Ever wondered what supercar heaven looks like? To find out, you need look no further than a Pirelli World Challenge race weekend. There you’ll find cars like the McLaren 12C GT3, Audi R8 LMS Ultra, Lamborghini Gallardo FL1, Aston Martin Vantage GT3 and Porsche 911 GT3R racing hard and thrilling fans. Ferrari also has a significant presence in the series with the 458 Italia GT3, one of the most successful GT3-spec race cars competing worldwide over the last few years.
While Pirelli World Challenge (PWC) isn’t exactly a household name, the series celebrates its 25th season in 2014. Sanctioned by the Sports Car Club of America, the PWC has always catered to race cars based on high-performance sports and touring cars. In addition to the top GT class where the Ferraris and Lamborghinis compete, there’s a GTS category for cars like the Chevy Camaro and Ford Mustang that runs alongside the GT-class machinery. There are then separate races for two Touring classes, which cover cars like the Honda Civic Si, Mazda MX-5 and Mini Cooper.
The 2014 season features 12 race weekends (seven of which are shared with IndyCar) run on a mix of road courses and street circuits, ranging from Road America to Long Beach. GT/GTS races last 50 minutes and Touring races go 40, which gives PWC events a different flavor than the longer races found in the competing Tudor United SportsCar Championship (which, among other things, require pit stops and driver changes). But there are similarities, too, most notably the fierce competition that sees the top GT cars setting lap times within a fraction of a second of each other.

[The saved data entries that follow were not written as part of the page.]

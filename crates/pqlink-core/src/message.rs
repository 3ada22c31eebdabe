//! Canonical linkage message
//!
//! The exact text is signed by both PQ keys and by the Bitcoin key, so any
//! change to the template (including the en dashes) breaks verification on
//! the other side.

use std::fmt;

/// Text and UTF-8 bytes of the linkage message.
#[derive(Debug, Clone, PartialEq, Eq)]
pub struct LinkageMessage {
    pub text: String,
    pub bytes: Vec<u8>,
}

impl LinkageMessage {
    pub fn as_bytes(&self) -> &[u8] {
        &self.bytes
    }
}

impl fmt::Display for LinkageMessage {
    fn fmt(&self, f: &mut fmt::Formatter<'_>) -> fmt::Result {
        f.write_str(&self.text)
    }
}

/// Build the message binding `btc_address` to both PQ addresses.
///
/// No validation happens here.
pub fn compose_linkage_message(
    btc_address: &str,
    ml_dsa_address: &str,
    slh_dsa_address: &str,
) -> LinkageMessage {
    let text = format!(
        "I want to permanently link my Bitcoin address {} with my post-quantum addresses: \
         ML-DSA-44 \u{2013} {}, SLH-DSA-SHA2-128 \u{2013} {}",
        btc_address, ml_dsa_address, slh_dsa_address
    );
    let bytes = text.as_bytes().to_vec();
    LinkageMessage { text, bytes }
}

MARANELLO’S CHARGE IN THE PWC is led by R. Ferri Motorsport. (It and fellow Ferrari team DragonSpeed have entered every race this season, while Tudor regulars Scuderia Corsa contested one round.) Based in Ontario, Canada, Remo Ferri and his crew are new to PWC this year, but they’re certainly not new to Ferrari; Ferri has been involved with the marque for decades.
“Every boy in Italy wants to work for Ferrari and my dream came true,” recalls Ferri. “I worked as a technician apprentice in Italy and worked my way up, eventually coming to North America to work for a Ferrari dealership in Canada in the early 1970s.”
In 1976, Ferri started his own establishment, Maranello Motors, which today is Ferrari of Ontario. He also owns Ferrari of Alberta and Ferrari of Toronto, and has been involved with racing Ferraris since the beginning.
“Racing has always been a part of my life,” says Ferri. “My passion really was to become a driver, but I never had a chance to do it. I think you need to be involved with racing if you want to be with Ferrari, because racing is in Ferrari’s DNA.”